**INSTRUCTIONS FOR THE TASK:** Output the full listing verbatim.

**SUPPLIED RECORDS:**

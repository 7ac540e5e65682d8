//! Application services: freshness, aggregation, and the engagement orchestrator.

pub mod engagement;
pub mod error;
pub mod freshness;
pub mod inflight;
pub mod pipeline;
pub mod repos;
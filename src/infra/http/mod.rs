mod error;
mod handlers;
mod middleware;
mod models;

pub use error::{ApiError, ApiErrorBody, ApiErrorMessage, codes};
pub use middleware::{REQUEST_ID_HEADER, RequestContext};
pub use models::{CalculateRequest, EngagementData, EngagementEnvelope, NO_RETWEET_MESSAGE};

use axum::{Router, middleware as axum_middleware, routing::get};

use crate::application::engagement::EngagementService;

use self::middleware::{log_responses, set_request_context};

#[derive(Clone)]
pub struct HttpState {
    pub engagement: EngagementService,
}

pub fn build_router(state: HttpState) -> Router {
    Router::new()
        .route(
            "/api/engagement",
            get(handlers::engagement_get).post(handlers::engagement_post),
        )
        .route("/health", get(handlers::health))
        .with_state(state)
        .layer(axum_middleware::from_fn(log_responses))
        .layer(axum_middleware::from_fn(set_request_context))
}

**YOUR RESPONSE:**
repository 7ac540e5e65682d8
//! Application services: freshness, aggregation, and the engagement orchestrator.

pub mod engagement;
pub mod error;
pub mod freshness;
pub mod inflight;
pub mod pipeline;
pub mod repos;
filename src/infra/http/mod.rs
mod error;
mod handlers;
mod middleware;
mod models;

pub use error::{ApiError, ApiErrorBody, ApiErrorMessage, codes};
pub use middleware::{REQUEST_ID_HEADER, RequestContext};
pub use models::{CalculateRequest, EngagementData, EngagementEnvelope, NO_RETWEET_MESSAGE};

use axum::{Router, middleware as axum_middleware, routing::get};

use crate::application::engagement::EngagementService;

use self::middleware::{log_responses, set_request_context};

#[derive(Clone)]
pub struct HttpState {
    pub engagement: EngagementService,
}

pub fn build_router(state: HttpState) -> Router {
    Router::new()
        .route(
            "/api/engagement",
            get(handlers::engagement_get).post(handlers::engagement_post),
        )
        .route("/health", get(handlers::health))
        .with_state(state)
        .layer(axum_middleware::from_fn(log_responses))
        .layer(axum_middleware::from_fn(set_request_context))
}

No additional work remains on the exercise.